EXERCISE DESCRIPTION = Return only the lines running from the top of the entries to the line with "pub const FTDI_NAME: &str", inclusive, exactly as written.

INPUT DATA =
══════════════════════════════

//! Shared types for the FTDI crate.
//!
//! Covers line configuration, error/signal flag sets, device identity,
//! discovery descriptors, session configuration and statistics.

use crate::ftdi::error::{FtError, FtResult};
use bitflags::bitflags;
use serde::{Deserialize, Serialize};

/// Default FTDI USB vendor id.
pub const FTDI_VID: u16 = 0x0403;
/// Default FT232R USB product id.
pub const FTDI_PID: u16 = 0x6001;
/// Fixed port name reported by discovered devices.
pub const FTDI_NAME: &str = "FTDI";
/// Default latency timer in milliseconds.
pub const FTDI_LATENCY_MS: u8 = 3;

/// Software flow control resume character.
pub const XON: u8 = 0x11;
/// Software flow control pause character.
pub const XOFF: u8 = 0x13;

// ━━━━━━━━━━━━━━━━━━━━━━━━━━━━━━━━━━━━━━━━━━━━━━━━━━━━━━━━━━━━━━━━━━
//  Line configuration
// ━━━━━━━━━━━━━━━━━━━━━━━━━━━━━━━━━━━━━━━━━━━━━━━━━━━━━━━━━━━━━━━━━━

/// Parity mode as understood by the driver.
#[derive(Debug, Clone, Copy, PartialEq, Eq, Serialize, Deserialize)]
#[serde(rename_all = "camelCase")]
pub enum Parity {
    None,
    Odd,
    Even,
    Mark,
    Space,
}

impl Parity {
    pub fn label(&self) -> &'static str {
        match self {
            Self::None => "N",
            Self::Odd => "O",
            Self::Even => "E",
            Self::Mark => "M",
            Self::Space => "S",
        }
    }
}

/// Number of stop bits.
#[derive(Debug, Clone, Copy, PartialEq, Eq, Serialize, Deserialize)]
pub enum StopBits {
    #[serde(rename = "1")]
    One,
    #[serde(rename = "2")]
    Two,
}

impl StopBits {
    pub fn label(&self) -> &'static str {
        match self {
            Self::One => "1",
            Self::Two => "2",
        }
    }
}

/// Data bits are fixed at eight for every line format.
pub const DATA_BITS: u8 = 8;

/// Parity × stop-bit combination applied in a single driver call.
#[derive(Debug, Clone, Copy, PartialEq, Eq, Default, Serialize, Deserialize)]
pub enum LineFormat {
    #[default]
    #[serde(rename = "8N1")]
    Serial8N1,
    #[serde(rename = "8N2")]
    Serial8N2,
    #[serde(rename = "8E1")]
    Serial8E1,
    #[serde(rename = "8E2")]
    Serial8E2,
    #[serde(rename = "8O1")]
    Serial8O1,
    #[serde(rename = "8O2")]
    Serial8O2,
    #[serde(rename = "8M1")]
    Serial8M1,
    #[serde(rename = "8M2")]
    Serial8M2,
    #[serde(rename = "8S1")]
    Serial8S1,
    #[serde(rename = "8S2")]
    Serial8S2,
}

impl LineFormat {
    /// Every supported line format.
    pub const ALL: [LineFormat; 10] = [
        Self::Serial8N1,
        Self::Serial8N2,
        Self::Serial8E1,
        Self::Serial8E2,
        Self::Serial8O1,
        Self::Serial8O2,
        Self::Serial8M1,
        Self::Serial8M2,
        Self::Serial8S1,
        Self::Serial8S2,
    ];

    pub fn parity(&self) -> Parity {
        match self {
            Self::Serial8N1 | Self::Serial8N2 => Parity::None,
            Self::Serial8E1 | Self::Serial8E2 => Parity::Even,
            Self::Serial8O1 | Self::Serial8O2 => Parity::Odd,
            Self::Serial8M1 | Self::Serial8M2 => Parity::Mark,
            Self::Serial8S1 | Self::Serial8S2 => Parity::Space,
        }
    }

    pub fn stop_bits(&self) -> StopBits {
        match self {
            Self::Serial8N1
            | Self::Serial8E1
            | Self::Serial8O1
            | Self::Serial8M1
            | Self::Serial8S1 => StopBits::One,
            _ => StopBits::Two,
        }
    }

    /// Shorthand notation (e.g. "8E1").
    pub fn shorthand(&self) -> String {
        format!("{}{}{}", DATA_BITS, self.parity().label(), self.stop_bits().label())
    }
}

/// Flow control mode.
#[derive(Debug, Clone, Copy, PartialEq, Eq, Default, Serialize, Deserialize)]
#[serde(rename_all = "camelCase")]
pub enum FlowControl {
    #[default]
    None,
    /// Hardware flow control (RTS/CTS).
    RtsCts,
    /// Software flow control (XON/XOFF).
    XonXoff,
    /// Hardware flow control (DTR/DSR).
    DtrDsr,
}

/// Current configuration record of a session.
///
/// Each field holds the last value the hardware accepted (or, for the baud
/// rate while closed, the value to apply on the next open).
#[derive(Debug, Clone, Copy, PartialEq, Eq, Serialize, Deserialize)]
#[serde(rename_all = "camelCase")]
pub struct PortSettings {
    pub baud_rate: u32,
    pub line_format: LineFormat,
    pub flow_control: FlowControl,
    pub dtr: bool,
    pub rts: bool,
}

impl Default for PortSettings {
    fn default() -> Self {
        Self {
            baud_rate: default_baud_rate(),
            line_format: LineFormat::default(),
            flow_control: FlowControl::default(),
            dtr: false,
            rts: false,
        }
    }
}

impl PortSettings {
    /// Shorthand notation (e.g. "115200-8N1").
    pub fn shorthand(&self) -> String {
        format!("{}-{}", self.baud_rate, self.line_format.shorthand())
    }
}

// ━━━━━━━━━━━━━━━━━━━━━━━━━━━━━━━━━━━━━━━━━━━━━━━━━━━━━━━━━━━━━━━━━━
//  Error / signal flag sets
// ━━━━━━━━━━━━━━━━━━━━━━━━━━━━━━━━━━━━━━━━━━━━━━━━━━━━━━━━━━━━━━━━━━

bitflags! {
    /// Sticky port error flags, overwritten wholesale on each recomputation.
    #[derive(Debug, Clone, Copy, PartialEq, Eq, Hash, Default, Serialize, Deserialize)]
    #[serde(transparent)]
    pub struct ErrorFlags: u8 {
        const NOT_OPEN = 0x01;
        const OVERRUN = 0x02;
        const PARITY = 0x04;
        const WRITE = 0x08;
        const FRAMING = 0x10;
        const BREAK_CONDITION = 0x20;
        const FIFO = 0x40;
        const READ = 0x80;
    }
}

bitflags! {
    /// Input line signals read from the modem status word.
    #[derive(Debug, Clone, Copy, PartialEq, Eq, Hash, Default, Serialize, Deserialize)]
    #[serde(transparent)]
    pub struct SignalFlags: u8 {
        const RECEIVED_LINE_SIGNAL_DETECT = 0x02;
        const DATA_SET_READY = 0x10;
        const RING_INDICATOR = 0x20;
        const CLEAR_TO_SEND = 0x80;
    }
}

// ━━━━━━━━━━━━━━━━━━━━━━━━━━━━━━━━━━━━━━━━━━━━━━━━━━━━━━━━━━━━━━━━━━
//  Identity / discovery
// ━━━━━━━━━━━━━━━━━━━━━━━━━━━━━━━━━━━━━━━━━━━━━━━━━━━━━━━━━━━━━━━━━━

/// Identity fields cached once at open time.
#[derive(Debug, Clone, PartialEq, Eq, Serialize, Deserialize)]
#[serde(rename_all = "camelCase")]
pub struct DeviceIdentity {
    /// Product description from the EEPROM.
    pub product_name: String,
    /// Upper-cased serial number.
    pub serial_number: String,
    pub manufacturer: String,
    /// Device type word reported by enumeration.
    pub chip_id: u32,
    /// Driver library version as `major.minor.build`.
    pub library_version: String,
    pub vendor_id: u16,
    pub product_id: u16,
}

/// One device found by [`available_ports`](crate::ftdi::discovery::available_ports).
#[derive(Debug, Clone, PartialEq, Eq, Serialize, Deserialize)]
#[serde(rename_all = "camelCase")]
pub struct DeviceDescriptor {
    pub manufacturer: String,
    pub description: String,
    pub serial_number: String,
    pub vendor_id: u16,
    pub product_id: u16,
}

impl DeviceDescriptor {
    pub fn port_name(&self) -> &'static str {
        FTDI_NAME
    }
}

/// Format a packed driver library version word.
///
/// Each byte of `0x00MMmmbb` holds two BCD digits, so `0x00030211` is
/// "3.02.11".
pub fn format_library_version(word: u32) -> String {
    let major = (word >> 16) & 0xFF;
    let minor = (word >> 8) & 0xFF;
    let build = word & 0xFF;
    format!("{:x}.{:02x}.{:02x}", major, minor, build)
}

// ━━━━━━━━━━━━━━━━━━━━━━━━━━━━━━━━━━━━━━━━━━━━━━━━━━━━━━━━━━━━━━━━━━
//  Session configuration
// ━━━━━━━━━━━━━━━━━━━━━━━━━━━━━━━━━━━━━━━━━━━━━━━━━━━━━━━━━━━━━━━━━━

/// Configuration a session is constructed with.
#[derive(Debug, Clone, PartialEq, Eq, Serialize, Deserialize)]
#[serde(rename_all = "camelCase")]
pub struct SessionConfig {
    /// USB vendor id matched on open.
    #[serde(default = "default_vid")]
    pub vendor_id: u16,

    /// USB product id matched on open.
    #[serde(default = "default_pid")]
    pub product_id: u16,

    #[serde(default = "default_baud_rate")]
    pub baud_rate: u32,

    #[serde(default)]
    pub line_format: LineFormat,

    #[serde(default)]
    pub flow_control: FlowControl,

    /// USB latency timer (1-255 ms).
    #[serde(default = "default_latency")]
    pub latency_timer_ms: u8,

    /// Driver read timeout in milliseconds.
    #[serde(default = "default_read_timeout")]
    pub read_timeout_ms: u32,

    /// Driver write timeout in milliseconds.
    #[serde(default = "default_write_timeout")]
    pub write_timeout_ms: u32,

    #[serde(default = "default_xon")]
    pub xon_char: u8,

    #[serde(default = "default_xoff")]
    pub xoff_char: u8,

    /// Capacity of the session event channel.
    #[serde(default = "default_event_capacity")]
    pub event_capacity: usize,
}

fn default_vid() -> u16 {
    FTDI_VID
}
fn default_pid() -> u16 {
    FTDI_PID
}
fn default_baud_rate() -> u32 {
    115_200
}
fn default_latency() -> u8 {
    FTDI_LATENCY_MS
}
fn default_read_timeout() -> u32 {
    5000
}
fn default_write_timeout() -> u32 {
    2000
}
fn default_xon() -> u8 {
    XON
}
fn default_xoff() -> u8 {
    XOFF
}
fn default_event_capacity() -> usize {
    256
}

impl Default for SessionConfig {
    fn default() -> Self {
        Self {
            vendor_id: default_vid(),
            product_id: default_pid(),
            baud_rate: default_baud_rate(),
            line_format: LineFormat::default(),
            flow_control: FlowControl::default(),
            latency_timer_ms: default_latency(),
            read_timeout_ms: default_read_timeout(),
            write_timeout_ms: default_write_timeout(),
            xon_char: default_xon(),
            xoff_char: default_xoff(),
            event_capacity: default_event_capacity(),
        }
    }
}

impl SessionConfig {
    /// Parse and validate a JSON configuration document.
    pub fn from_json(json: &str) -> FtResult<Self> {
        let config: SessionConfig = serde_json::from_str(json)
            .map_err(|e| FtError::invalid_config(format!("invalid session config: {}", e)))?;
        config.validate()?;
        Ok(config)
    }

    pub fn validate(&self) -> FtResult<()> {
        if self.baud_rate == 0 {
            return Err(FtError::invalid_config("baud rate must be positive"));
        }
        if self.latency_timer_ms == 0 {
            return Err(FtError::invalid_config("latency timer must be between 1 and 255 ms"));
        }
        if self.event_capacity == 0 {
            return Err(FtError::invalid_config("event capacity must be positive"));
        }
        Ok(())
    }

    /// Initial configuration record derived from this config.
    pub fn port_settings(&self) -> PortSettings {
        PortSettings {
            baud_rate: self.baud_rate,
            line_format: self.line_format,
            flow_control: self.flow_control,
            dtr: false,
            rts: false,
        }
    }
}

/// Running totals for a session.
#[derive(Debug, Clone, Copy, Default, PartialEq, Eq, Serialize, Deserialize)]
#[serde(rename_all = "camelCase")]
pub struct SessionStats {
    pub bytes_rx: u64,
    pub bytes_tx: u64,
    pub drains: u64,
    pub purges: u64,
    pub errors: u64,
}

#[cfg(test)]
mod tests {
    use super::*;

    #[test]
    fn test_line_format_mapping() {
        assert_eq!(LineFormat::Serial8E2.parity(), Parity::Even);
        assert_eq!(LineFormat::Serial8E2.stop_bits(), StopBits::Two);
        assert_eq!(LineFormat::Serial8S1.parity(), Parity::Space);
        assert_eq!(LineFormat::Serial8S1.stop_bits(), StopBits::One);
        assert_eq!(LineFormat::Serial8M2.shorthand(), "8M2");
    }

    #[test]
    fn test_line_formats_are_distinct() {
        for (i, a) in LineFormat::ALL.iter().enumerate() {
            for b in &LineFormat::ALL[i + 1..] {
                assert_ne!((a.parity(), a.stop_bits()), (b.parity(), b.stop_bits()));
            }
        }
    }

    #[test]
    fn test_port_settings_default() {
        let s = PortSettings::default();
        assert_eq!(s.baud_rate, 115200);
        assert_eq!(s.line_format, LineFormat::Serial8N1);
        assert_eq!(s.flow_control, FlowControl::None);
        assert!(!s.dtr);
        assert!(!s.rts);
        assert_eq!(s.shorthand(), "115200-8N1");
    }

    #[test]
    fn test_library_version_format() {
        assert_eq!(format_library_version(0x0003_0211), "3.02.11");
        assert_eq!(format_library_version(0x0001_0000), "1.00.00");
        // BCD: 0x19 is build 19, not 25.
        assert_eq!(format_library_version(0x0002_1219), "2.12.19");
    }

    #[test]
    fn test_error_flag_bits() {
        assert_eq!(ErrorFlags::NOT_OPEN.bits(), 0x01);
        assert_eq!(ErrorFlags::FRAMING.bits(), 0x10);
        assert_eq!(ErrorFlags::READ.bits(), 0x80);
        assert!(ErrorFlags::default().is_empty());
    }

    #[test]
    fn test_session_config_defaults_from_empty_json() {
        let config = SessionConfig::from_json("{}").unwrap();
        assert_eq!(config, SessionConfig::default());
        assert_eq!(config.vendor_id, 0x0403);
        assert_eq!(config.product_id, 0x6001);
        assert_eq!(config.read_timeout_ms, 5000);
        assert_eq!(config.write_timeout_ms, 2000);
    }

    #[test]
    fn test_session_config_partial_json() {
        let config =
            SessionConfig::from_json(r#"{"baudRate": 9600, "lineFormat": "8E1", "flowControl": "rtsCts"}"#)
                .unwrap();
        assert_eq!(config.baud_rate, 9600);
        assert_eq!(config.line_format, LineFormat::Serial8E1);
        assert_eq!(config.flow_control, FlowControl::RtsCts);
        assert_eq!(config.latency_timer_ms, FTDI_LATENCY_MS);
    }

    #[test]
    fn test_session_config_rejects_zero_baud() {
        let err = SessionConfig::from_json(r#"{"baudRate": 0}"#).unwrap_err();
        assert_eq!(err.kind, crate::ftdi::error::FtErrorKind::InvalidConfig);
    }

    #[test]
    fn test_session_config_rejects_garbage() {
        assert!(SessionConfig::from_json("not json").is_err());
    }

    #[test]
    fn test_flags_serde() {
        let flags = ErrorFlags::BREAK_CONDITION | ErrorFlags::READ;
        let json = serde_json::to_string(&flags).unwrap();
        let back: ErrorFlags = serde_json::from_str(&json).unwrap();
        assert_eq!(back, flags);
    }
}
//! Driver collaborator seam.
//!
//! The vendor library (D2XX or equivalent) is a return-code based API
//! operating on opaque device handles.  The session core only ever talks to
//! it through [`FtDriver`], so the real back-end is injected at construction
//! and tests substitute [`SimulatedDriver`](crate::ftdi::simulated::SimulatedDriver).

use crate::ftdi::types::{FlowControl, Parity, StopBits};
use bitflags::bitflags;
use serde::{Deserialize, Serialize};
use std::fmt;
use std::sync::Arc;
use tokio::sync::Notify;

// ━━━━━━━━━━━━━━━━━━━━━━━━━━━━━━━━━━━━━━━━━━━━━━━━━━━━━━━━━━━━━━━━━━
//  Driver-level values
// ━━━━━━━━━━━━━━━━━━━━━━━━━━━━━━━━━━━━━━━━━━━━━━━━━━━━━━━━━━━━━━━━━━

/// Opaque device handle issued by [`FtDriver::open`].
#[derive(Debug, Clone, Copy, PartialEq, Eq, Hash)]
pub struct FtHandle(pub u64);

/// Non-OK driver return codes.
#[derive(Debug, Clone, Copy, PartialEq, Eq, Serialize, Deserialize)]
pub enum DriverStatus {
    InvalidHandle,
    DeviceNotFound,
    DeviceNotOpened,
    IoError,
    InsufficientResources,
    InvalidParameter,
    InvalidBaudRate,
    EepromReadFailed,
    NotSupported,
    OtherError,
}

impl fmt::Display for DriverStatus {
    fn fmt(&self, f: &mut fmt::Formatter<'_>) -> fmt::Result {
        let text = match self {
            Self::InvalidHandle => "invalid handle",
            Self::DeviceNotFound => "device not found",
            Self::DeviceNotOpened => "device not opened",
            Self::IoError => "I/O error",
            Self::InsufficientResources => "insufficient resources",
            Self::InvalidParameter => "invalid parameter",
            Self::InvalidBaudRate => "invalid baud rate",
            Self::EepromReadFailed => "EEPROM read failed",
            Self::NotSupported => "not supported",
            Self::OtherError => "other error",
        };
        f.write_str(text)
    }
}

/// One entry of the driver's device info list.
#[derive(Debug, Clone, Copy, PartialEq, Eq)]
pub struct DeviceNode {
    /// Index to pass to [`FtDriver::open`].
    pub index: u32,
    /// Packed `vendor << 16 | product` id.
    pub id: u32,
    /// Device type word (chip id).
    pub device_type: u32,
}

impl DeviceNode {
    pub fn new(index: u32, vendor_id: u16, product_id: u16, device_type: u32) -> Self {
        Self {
            index,
            id: Self::raw_id(vendor_id, product_id),
            device_type,
        }
    }

    /// Pack a vendor/product pair the way the driver reports it.
    pub fn raw_id(vendor_id: u16, product_id: u16) -> u32 {
        ((vendor_id as u32) << 16) | product_id as u32
    }

    pub fn vendor_id(&self) -> u16 {
        (self.id >> 16) as u16
    }

    pub fn product_id(&self) -> u16 {
        (self.id & 0xFFFF) as u16
    }

    pub fn matches(&self, vendor_id: u16, product_id: u16) -> bool {
        self.id == Self::raw_id(vendor_id, product_id)
    }
}

bitflags! {
    /// Event causes the driver can signal.
    #[derive(Debug, Clone, Copy, PartialEq, Eq, Hash, Default)]
    pub struct EventMask: u32 {
        const RXCHAR = 0x01;
        const MODEM_STATUS = 0x02;
        const LINE_STATUS = 0x04;
    }
}

/// Combined device status returned by [`FtDriver::get_status`].
#[derive(Debug, Clone, Copy, PartialEq, Eq, Default)]
pub struct QueueStatus {
    pub rx_queued: u32,
    pub tx_queued: u32,
    pub events: EventMask,
}

/// Identity strings read from the device EEPROM.
#[derive(Debug, Clone, PartialEq, Eq, Default)]
pub struct EepromIdentity {
    pub manufacturer: String,
    pub description: String,
    pub serial_number: String,
    pub vendor_id: u16,
    pub product_id: u16,
}

// ━━━━━━━━━━━━━━━━━━━━━━━━━━━━━━━━━━━━━━━━━━━━━━━━━━━━━━━━━━━━━━━━━━
//  Driver trait
// ━━━━━━━━━━━━━━━━━━━━━━━━━━━━━━━━━━━━━━━━━━━━━━━━━━━━━━━━━━━━━━━━━━

/// USB-UART driver back-end.
///
/// Implementations must be `Send + Sync` so they can be held behind an
/// `Arc` and used from the drain task and caller tasks at once.  The
/// session guarantees that at most one handle-scoped call is in flight per
/// handle.
#[async_trait::async_trait]
pub trait FtDriver: Send + Sync {
    /// Build and return the device info list.
    async fn enumerate(&self) -> Result<Vec<DeviceNode>, DriverStatus>;

    /// Open the device at `index` of the last enumeration.
    async fn open(&self, index: u32) -> Result<FtHandle, DriverStatus>;

    /// Close a handle.  Closing an already-closed handle must not block.
    async fn close(&self, handle: FtHandle) -> Result<(), DriverStatus>;

    async fn set_baud_rate(&self, handle: FtHandle, baud: u32) -> Result<(), DriverStatus>;

    async fn set_data_characteristics(
        &self,
        handle: FtHandle,
        data_bits: u8,
        stop_bits: StopBits,
        parity: Parity,
    ) -> Result<(), DriverStatus>;

    async fn set_flow_control(
        &self,
        handle: FtHandle,
        flow: FlowControl,
        xon: u8,
        xoff: u8,
    ) -> Result<(), DriverStatus>;

    async fn set_timeouts(&self, handle: FtHandle, read_ms: u32, write_ms: u32) -> Result<(), DriverStatus>;

    async fn set_latency_timer(&self, handle: FtHandle, latency_ms: u8) -> Result<(), DriverStatus>;

    async fn set_dtr(&self, handle: FtHandle, on: bool) -> Result<(), DriverStatus>;

    async fn set_rts(&self, handle: FtHandle, on: bool) -> Result<(), DriverStatus>;

    /// Discard pending bytes in the receive and/or transmit buffers.
    async fn purge(&self, handle: FtHandle, rx: bool, tx: bool) -> Result<(), DriverStatus>;

    async fn read_identity(&self, handle: FtHandle) -> Result<EepromIdentity, DriverStatus>;

    /// Packed library version word (`0x00MMmmbb`).
    async fn library_version(&self) -> Result<u32, DriverStatus>;

    /// Arm event notification for `mask`.  The returned notifier is
    /// signalled (auto-reset) whenever one of the events occurs.
    async fn arm_event_notification(
        &self,
        handle: FtHandle,
        mask: EventMask,
    ) -> Result<Arc<Notify>, DriverStatus>;

    /// Queued receive/transmit byte counts plus the pending event causes.
    async fn get_status(&self, handle: FtHandle) -> Result<QueueStatus, DriverStatus>;

    /// Queued receive byte count.
    async fn get_queue_status(&self, handle: FtHandle) -> Result<u32, DriverStatus>;

    /// Raw modem status word.
    async fn get_modem_status(&self, handle: FtHandle) -> Result<u32, DriverStatus>;

    /// Read up to `count` bytes.
    async fn read(&self, handle: FtHandle, count: usize) -> Result<Vec<u8>, DriverStatus>;

    /// Write `data`, returning the number of bytes accepted.
    async fn write(&self, handle: FtHandle, data: &[u8]) -> Result<usize, DriverStatus>;
}
impl SimulatedDriver {
    /// Create a driver with no attached devices.
    pub fn new() -> Arc<Self> {
        Arc::new(Self {
            state: Mutex::new(SimState {
                next_handle: 1,
                library_version: 0x0003_0211,
                ..Default::default()
            }),
            in_flight: AtomicUsize::new(0),
            max_in_flight: AtomicUsize::new(0),
            read_parked: Notify::new(),
        })
    }

    /// Create a driver with a single FT232R attached at index 0.
    pub fn with_ft232r() -> Arc<Self> {
        let driver = Self::new();
        driver.attach(
            0x0403,
            0x6001,
            5,
            EepromIdentity {
                manufacturer: "FTDI".to_string(),
                description: "FT232R USB UART".to_string(),
                serial_number: "a9xk2b1q".to_string(),
                vendor_id: 0x0403,
                product_id: 0x6001,
            },
        );
        driver
    }

    /// Append a device to the enumeration list.
    pub fn attach(&self, vendor_id: u16, product_id: u16, device_type: u32, identity: EepromIdentity) {
        let mut st = self.state.lock();
        let index = st.nodes.len() as u32;
        st.nodes
            .push(DeviceNode::new(index, vendor_id, product_id, device_type));
        st.identities.insert(index, identity);
    }

    /// Make every subsequent call of `op` fail with `status`.
    pub fn fail(&self, op: HwOp, status: DriverStatus) {
        self.state.lock().failures.insert(op, status);
    }

    /// Let `op` succeed again.
    pub fn clear_failure(&self, op: HwOp) {
        self.state.lock().failures.remove(&op);
    }

    pub fn set_library_version(&self, word: u32) {
        self.state.lock().library_version = word;
    }

    /// Queue received bytes and signal an RXCHAR event.
    pub fn inject_rx(&self, data: &[u8]) {
        let notifier = {
            let mut st = self.state.lock();
            st.rx.extend(data);
            st.pending_events |= EventMask::RXCHAR;
            st.notifier.clone()
        };
        if let Some(n) = notifier {
            n.notify_one();
        }
    }

    /// Update the modem status word and signal a MODEM_STATUS event.
    pub fn inject_modem_status(&self, word: u32) {
        let notifier = {
            let mut st = self.state.lock();
            st.modem_status = word;
            st.pending_events |= EventMask::MODEM_STATUS;
            st.notifier.clone()
        };
        if let Some(n) = notifier {
            n.notify_one();
        }
    }

    /// Update the modem status word without raising an event.
    pub fn set_modem_status(&self, word: u32) {
        self.state.lock().modem_status = word;
    }

    /// Signal arbitrary event causes.
    pub fn raise_events(&self, events: EventMask) {
        let notifier = {
            let mut st = self.state.lock();
            st.pending_events |= events;
            st.notifier.clone()
        };
        if let Some(n) = notifier {
            n.notify_one();
        }
    }

    /// Every recorded handle-scoped call, oldest first.
    pub fn calls(&self) -> Vec<HwCall> {
        self.state.lock().calls.clone()
    }

    pub fn clear_calls(&self) {
        self.state.lock().calls.clear();
    }

    /// Number of recorded purges.
    pub fn purge_count(&self) -> usize {
        self.state
            .lock()
            .calls
            .iter()
            .filter(|c| matches!(c, HwCall::Purge { .. }))
            .count()
    }

    /// Number of handles currently open.
    pub fn open_handle_count(&self) -> usize {
        self.state.lock().open_handles.len()
    }

    /// Bytes still queued in the simulated receive FIFO.
    pub fn rx_pending(&self) -> usize {
        self.state.lock().rx.len()
    }

    /// Drain everything written so far.
    pub fn drain_tx(&self) -> Vec<u8> {
        std::mem::take(&mut self.state.lock().tx)
    }

    /// Event mask most recently armed.
    pub fn armed_events(&self) -> EventMask {
        self.state.lock().armed
    }

    /// Hold every subsequent read until [`resume_reads`](Self::resume_reads).
    pub fn pause_reads(&self) {
        self.state.lock().read_gate = Some(Arc::new(Notify::new()));
    }

    /// Release a held read and stop holding new ones.
    pub fn resume_reads(&self) {
        if let Some(gate) = self.state.lock().read_gate.take() {
            gate.notify_one();
        }
    }

    /// Wait until a read is being held.
    pub async fn read_held(&self) {
        self.read_parked.notified().await;
    }

    /// Highest number of driver calls ever observed running at once.
    pub fn max_in_flight(&self) -> usize {
        self.max_in_flight.load(Ordering::SeqCst)
    }

    fn track(&self) -> InFlight<'_> {
        let now = self.in_flight.fetch_add(1, Ordering::SeqCst) + 1;
        self.max_in_flight.fetch_max(now, Ordering::SeqCst);
        InFlight(self)
    }

    fn check(st: &SimState, op: HwOp) -> Result<(), DriverStatus> {
        match st.failures.get(&op) {
            Some(status) => Err(*status),
            None => Ok(()),
        }
    }

    fn check_handle(st: &SimState, handle: FtHandle) -> Result<(), DriverStatus> {
        if st.open_handles.contains_key(&handle) {
            Ok(())
        } else {
            Err(DriverStatus::InvalidHandle)
        }
    }

    /// Record `call`, then validate the handle and scripted failures.
    fn begin(&self, handle: FtHandle, op: HwOp, call: HwCall) -> Result<(), DriverStatus> {
        let mut st = self.state.lock();
        st.calls.push(call);
        Self::check_handle(&st, handle)?;
        Self::check(&st, op)
    }
}
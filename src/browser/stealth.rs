//! Automation-masking JavaScript injected before any site script runs.
//! Based on puppeteer-extra-plugin-stealth techniques.

pub const STEALTH_SCRIPTS: &[&str] = &[
    // Remove webdriver property
    r#"
    Object.defineProperty(navigator, 'webdriver', {
        get: () => undefined,
        configurable: true
    });
    "#,
    // Chrome runtime object present in regular sessions
    r#"
    window.chrome = window.chrome || {
        runtime: {},
        loadTimes: function() {},
        csi: function() {},
        app: {}
    };
    "#,
    // Plausible plugin list
    r#"
    Object.defineProperty(navigator, 'plugins', {
        get: () => [
            { name: 'Chrome PDF Plugin', filename: 'internal-pdf-viewer', description: 'Portable Document Format' },
            { name: 'Chrome PDF Viewer', filename: 'mhjfbmdgcfjbbpaeojofohoefgiehjai', description: '' },
            { name: 'Native Client', filename: 'internal-nacl-plugin', description: '' }
        ],
        configurable: true
    });
    "#,
    // Languages
    r#"
    Object.defineProperty(navigator, 'languages', {
        get: () => ['en-US', 'en'],
        configurable: true
    });
    "#,
    // Notification permission query consistent with a headed browser
    r#"
    if (window.navigator.permissions) {
        const originalQuery = window.navigator.permissions.query;
        window.navigator.permissions.query = (parameters) => (
            parameters.name === 'notifications' ?
            Promise.resolve({ state: Notification.permission }) :
            originalQuery(parameters)
        );
    }
    "#,
];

══════════════════════════════

YOUR RESPONSE =
//! Shared types for the FTDI crate.
//!
//! Covers line configuration, error/signal flag sets, device identity,
//! discovery descriptors, session configuration and statistics.

use crate::ftdi::error::{FtError, FtResult};
use bitflags::bitflags;
use serde::{Deserialize, Serialize};

/// Default FTDI USB vendor id.
pub const FTDI_VID: u16 = 0x0403;
/// Default FT232R USB product id.
pub const FTDI_PID: u16 = 0x6001;
/// Fixed port name reported by discovered devices.
pub const FTDI_NAME: &str = "FTDI";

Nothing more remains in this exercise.